Aside from this, I cannot fault the festival, which was on par with larger UK festivals such as Boomtown in terms of production and organisation. Before attending, I had only heard of a handful of the DJs and performers, which contrasted the attraction of some of the bigger line-ups that had drawn me to attend Subsonic and Lost Paradise; part of me thinks that this was favourable, as I felt no pressure to rush from stage to stage and could fully enjoy the wonderland that the organisers had created, with slides, talent shows and operatic performances thrust into an extravagant and embellished setting. The response to the theme (‘Disco on a Spaceship’) was incredible, and I commend the Australians for the energy they put into costume and outfit design for every festival I went to. Think wigs, think glitter, think liberated women with their tits out. Group costumes aren’t half hearted and social norms are abandoned – anything goes at festivals, which is probably one of my favourite things about them.

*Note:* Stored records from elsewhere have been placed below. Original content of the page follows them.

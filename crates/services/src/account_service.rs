use lingo_core::Clock;
use lingo_core::model::{Account, AccountId};
use lingo_core::password;
use storage::Storage;
use storage::records::SessionRecord;

use crate::error::AuthError;
use crate::events::{ChangeEvent, ChangeNotifier};

/// Username of the seeded administrative account. The account is
/// undeletable and its profile cannot be edited.
pub const ADMIN_USERNAME: &str = "admin";

const ADMIN_DEFAULT_PASSWORD: &str = "admin";

/// Partial profile update; `None` leaves a field untouched.
#[derive(Debug, Clone, Default)]
pub struct ProfileUpdate {
    pub display_name: Option<String>,
    pub email: Option<String>,
}

/// Orchestrates the account collection and the session pointer.
///
/// Every mutation rewrites the whole collection blob; there is no indexed
/// update primitive underneath.
#[derive(Clone)]
pub struct AccountService {
    clock: Clock,
    storage: Storage,
    notifier: ChangeNotifier,
}

impl AccountService {
    #[must_use]
    pub fn new(clock: Clock, storage: Storage, notifier: ChangeNotifier) -> Self {
        Self {
            clock,
            storage,
            notifier,
        }
    }

    /// Seeds the administrative account if it is missing.
    ///
    /// Idempotent; meant to run on every start before anything else
    /// touches the account collection.
    ///
    /// # Errors
    ///
    /// Returns `AuthError` on storage or hashing failures.
    pub async fn bootstrap(&self) -> Result<(), AuthError> {
        let mut accounts = self.storage.load_accounts().await?;
        if accounts.iter().any(|a| a.username() == ADMIN_USERNAME) {
            return Ok(());
        }

        let admin = Account::new(
            AccountId::generate(),
            ADMIN_USERNAME,
            password::hash(ADMIN_DEFAULT_PASSWORD)?,
            Some("Administrator".into()),
            None,
            self.clock.now(),
        )?;
        accounts.push(admin);
        self.storage.save_accounts(&accounts).await?;
        self.notifier.notify(ChangeEvent::Accounts);
        Ok(())
    }

    /// Registers a new account and signs it in.
    ///
    /// # Errors
    ///
    /// Returns `AuthError::DuplicateUsername` when the username is taken
    /// (case-sensitive exact match), `AuthError::Password` for an empty
    /// password, and `AuthError` validation/storage failures otherwise.
    pub async fn register(
        &self,
        username: &str,
        plain_password: &str,
        display_name: Option<String>,
        email: Option<String>,
    ) -> Result<Account, AuthError> {
        let username = username.trim();
        let mut accounts = self.storage.load_accounts().await?;
        if accounts.iter().any(|a| a.username() == username) {
            return Err(AuthError::DuplicateUsername);
        }

        let account = Account::new(
            AccountId::generate(),
            username,
            password::hash(plain_password)?,
            display_name,
            email,
            self.clock.now(),
        )?;

        accounts.push(account.clone());
        self.storage.save_accounts(&accounts).await?;
        self.start_session(account.id()).await?;

        self.notifier.notify(ChangeEvent::Accounts);
        self.notifier.notify(ChangeEvent::Session);
        Ok(account)
    }

    /// Signs an existing account in.
    ///
    /// # Errors
    ///
    /// Returns `AuthError::InvalidCredentials` when the username is
    /// unknown or the password does not match; the two cases are not
    /// distinguishable from the outside.
    pub async fn login(&self, username: &str, plain_password: &str) -> Result<Account, AuthError> {
        let accounts = self.storage.load_accounts().await?;
        let account = accounts
            .iter()
            .find(|a| a.username() == username)
            .ok_or(AuthError::InvalidCredentials)?;

        let matches = password::verify(plain_password, account.password_hash())
            .map_err(|_| AuthError::InvalidCredentials)?;
        if !matches {
            return Err(AuthError::InvalidCredentials);
        }

        self.start_session(account.id()).await?;
        self.notifier.notify(ChangeEvent::Session);
        Ok(account.clone())
    }

    /// Clears the session pointer; the account collection is untouched.
    ///
    /// # Errors
    ///
    /// Returns `AuthError::Storage` if the pointer cannot be removed.
    pub async fn logout(&self) -> Result<(), AuthError> {
        self.storage.clear_session().await?;
        self.notifier.notify(ChangeEvent::Session);
        Ok(())
    }

    /// Resolves the session pointer against the account collection.
    ///
    /// Fails closed: storage problems and dangling pointers both read as
    /// "nobody signed in".
    pub async fn current_session(&self) -> Option<Account> {
        let session = match self.storage.load_session().await {
            Ok(session) => session?,
            Err(err) => {
                tracing::warn!(error = %err, "session read failed; treating as signed out");
                return None;
            }
        };

        match self.storage.load_accounts().await {
            Ok(accounts) => accounts.into_iter().find(|a| a.id() == session.account_id),
            Err(err) => {
                tracing::warn!(error = %err, "account read failed; treating as signed out");
                None
            }
        }
    }

    /// Applies a partial profile update.
    ///
    /// # Errors
    ///
    /// Returns `AuthError::NotFound` for an unknown account id and
    /// `AuthError::Forbidden` for the administrative account.
    pub async fn update_profile(
        &self,
        account_id: AccountId,
        update: ProfileUpdate,
    ) -> Result<Account, AuthError> {
        let mut accounts = self.storage.load_accounts().await?;
        let position = accounts
            .iter()
            .position(|a| a.id() == account_id)
            .ok_or(AuthError::NotFound)?;
        if accounts[position].username() == ADMIN_USERNAME {
            return Err(AuthError::Forbidden);
        }

        let updated = accounts[position].with_profile(update.display_name, update.email);
        accounts[position] = updated.clone();
        self.storage.save_accounts(&accounts).await?;

        self.notifier.notify(ChangeEvent::Accounts);
        if self.session_points_at(account_id).await {
            self.notifier.notify(ChangeEvent::Session);
        }
        Ok(updated)
    }

    /// Deletes an account and cascades deletion of its progress records.
    ///
    /// # Errors
    ///
    /// Returns `AuthError::NotFound` for an unknown account id and
    /// `AuthError::Forbidden` for the administrative account.
    pub async fn delete_account(&self, account_id: AccountId) -> Result<(), AuthError> {
        let mut accounts = self.storage.load_accounts().await?;
        let position = accounts
            .iter()
            .position(|a| a.id() == account_id)
            .ok_or(AuthError::NotFound)?;
        if accounts[position].username() == ADMIN_USERNAME {
            return Err(AuthError::Forbidden);
        }

        accounts.remove(position);
        self.storage.save_accounts(&accounts).await?;
        self.storage.remove_account_data(&account_id).await?;

        self.notifier.notify(ChangeEvent::Accounts);
        self.notifier.notify(ChangeEvent::Progress(account_id));
        Ok(())
    }

    async fn start_session(&self, account_id: AccountId) -> Result<(), AuthError> {
        let session = SessionRecord {
            account_id,
            started_at: self.clock.now(),
        };
        self.storage.save_session(&session).await?;
        Ok(())
    }

    async fn session_points_at(&self, account_id: AccountId) -> bool {
        matches!(
            self.storage.load_session().await,
            Ok(Some(session)) if session.account_id == account_id
        )
    }
}

#[cfg(test)]
mod tests {
    use super::*;
    use lingo_core::time::fixed_clock;

    fn service() -> AccountService {
        AccountService::new(fixed_clock(), Storage::in_memory(), ChangeNotifier::new())
    }

    #[tokio::test]
    async fn bootstrap_seeds_admin_once() {
        let service = service();
        service.bootstrap().await.unwrap();
        service.bootstrap().await.unwrap();

        let accounts = service.storage.load_accounts().await.unwrap();
        assert_eq!(accounts.len(), 1);
        assert_eq!(accounts[0].username(), ADMIN_USERNAME);
    }

    #[tokio::test]
    async fn register_signs_the_new_account_in() {
        let service = service();
        let account = service
            .register("alice", "pw1", None, None)
            .await
            .unwrap();

        let session = service.current_session().await.unwrap();
        assert_eq!(session.id(), account.id());
        assert_eq!(session.username(), "alice");
    }

    #[tokio::test]
    async fn register_rejects_taken_username() {
        let service = service();
        service.register("alice", "pw1", None, None).await.unwrap();

        let err = service
            .register("alice", "other", None, None)
            .await
            .unwrap_err();
        assert!(matches!(err, AuthError::DuplicateUsername));
    }

    #[tokio::test]
    async fn username_comparison_is_case_sensitive() {
        let service = service();
        service.register("alice", "pw1", None, None).await.unwrap();

        // a different casing is a different username
        service.register("Alice", "pw2", None, None).await.unwrap();

        let err = service.login("ALICE", "pw1").await.unwrap_err();
        assert!(matches!(err, AuthError::InvalidCredentials));
    }

    #[tokio::test]
    async fn login_round_trip_and_rejection() {
        let service = service();
        let registered = service
            .register("alice", "pw1", None, None)
            .await
            .unwrap();
        service.logout().await.unwrap();
        assert!(service.current_session().await.is_none());

        let logged_in = service.login("alice", "pw1").await.unwrap();
        assert_eq!(logged_in.id(), registered.id());

        let err = service.login("alice", "wrong").await.unwrap_err();
        assert!(matches!(err, AuthError::InvalidCredentials));
        let err = service.login("nobody", "pw1").await.unwrap_err();
        assert!(matches!(err, AuthError::InvalidCredentials));
    }

    #[tokio::test]
    async fn update_profile_is_partial() {
        let service = service();
        let account = service
            .register("alice", "pw1", None, Some("alice@example.com".into()))
            .await
            .unwrap();

        let updated = service
            .update_profile(
                account.id(),
                ProfileUpdate {
                    display_name: Some("Alice Prime".into()),
                    email: None,
                },
            )
            .await
            .unwrap();

        assert_eq!(updated.display_name(), "Alice Prime");
        assert_eq!(updated.email(), Some("alice@example.com"));

        // the session resolves to the refreshed record
        let session = service.current_session().await.unwrap();
        assert_eq!(session.display_name(), "Alice Prime");
    }

    #[tokio::test]
    async fn update_profile_unknown_account_is_not_found() {
        let service = service();
        let err = service
            .update_profile(AccountId::generate(), ProfileUpdate::default())
            .await
            .unwrap_err();
        assert!(matches!(err, AuthError::NotFound));
    }

    #[tokio::test]
    async fn admin_account_is_immutable_and_undeletable() {
        let service = service();
        service.bootstrap().await.unwrap();
        let admin = service.login(ADMIN_USERNAME, "admin").await.unwrap();

        let err = service
            .update_profile(admin.id(), ProfileUpdate::default())
            .await
            .unwrap_err();
        assert!(matches!(err, AuthError::Forbidden));

        let err = service.delete_account(admin.id()).await.unwrap_err();
        assert!(matches!(err, AuthError::Forbidden));

        let accounts = service.storage.load_accounts().await.unwrap();
        assert_eq!(accounts.len(), 1);
    }

    #[tokio::test]
    async fn delete_account_drops_record_and_session_resolution() {
        let service = service();
        let account = service
            .register("alice", "pw1", None, None)
            .await
            .unwrap();

        service.delete_account(account.id()).await.unwrap();

        assert!(service.storage.load_accounts().await.unwrap().is_empty());
        // the stale session pointer no longer resolves
        assert!(service.current_session().await.is_none());
    }

    #[tokio::test]
    async fn mutations_emit_change_events() {
        let service = service();
        let mut rx = service.notifier.subscribe();

        service.register("alice", "pw1", None, None).await.unwrap();
        assert_eq!(rx.try_recv().unwrap(), ChangeEvent::Accounts);
        assert_eq!(rx.try_recv().unwrap(), ChangeEvent::Session);

        service.logout().await.unwrap();
        assert_eq!(rx.try_recv().unwrap(), ChangeEvent::Session);
    }
}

And finally, to round off a summer of fun, Days Like This festival showcased some of the biggest names in electronic music. With a star-studded line-up, in which Mallgrab, Denis Sulta and Four Tet preceded Willaris K. and Charlotte de Witte, Sydney’s tech-heads battled through a drizzly Saturday to catch their favourite artists sets across the three stages set up in Victoria Park. For me, Ross from Friends’ jazz-infused performance lifted the already high spirits of the crowd despite the rain, with the later, heavier sets rounding off the evening relatively early (around 10 pm). Though only a one-day event, Days Like This offered the perfect opportunity to let off some steam after 3 rather stressful weeks of term, and exhibited the continuing demand for live music and parties in Sydney despite the government’s ever-intensifying attempts to quell our fun.